Output the opening lines of the records exactly. End with the line that contains "exposes the NAT44".

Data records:
--

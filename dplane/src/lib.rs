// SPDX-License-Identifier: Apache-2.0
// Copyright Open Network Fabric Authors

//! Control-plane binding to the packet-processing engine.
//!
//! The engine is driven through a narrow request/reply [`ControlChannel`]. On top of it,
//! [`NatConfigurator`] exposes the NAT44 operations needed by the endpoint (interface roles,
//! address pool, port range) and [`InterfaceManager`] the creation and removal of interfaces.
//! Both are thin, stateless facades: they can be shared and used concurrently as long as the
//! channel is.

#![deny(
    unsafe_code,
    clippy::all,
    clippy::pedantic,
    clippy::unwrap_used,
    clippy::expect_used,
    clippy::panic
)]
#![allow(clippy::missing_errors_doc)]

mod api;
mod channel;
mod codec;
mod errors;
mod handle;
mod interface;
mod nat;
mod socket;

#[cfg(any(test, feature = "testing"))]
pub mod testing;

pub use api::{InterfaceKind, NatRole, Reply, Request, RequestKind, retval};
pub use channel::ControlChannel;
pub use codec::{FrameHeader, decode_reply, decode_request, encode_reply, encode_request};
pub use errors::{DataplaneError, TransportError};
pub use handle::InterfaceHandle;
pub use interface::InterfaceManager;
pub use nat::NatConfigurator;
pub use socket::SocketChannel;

--

#### OUTPUT OF THE EXERCISE
filename dplane/src/lib.rs
// SPDX-License-Identifier: Apache-2.0
// Copyright Open Network Fabric Authors

//! Control-plane binding to the packet-processing engine.
//!
//! The engine is driven through a narrow request/reply [`ControlChannel`]. On top of it,
//! [`NatConfigurator`] exposes the NAT44 operations needed by the endpoint (interface roles,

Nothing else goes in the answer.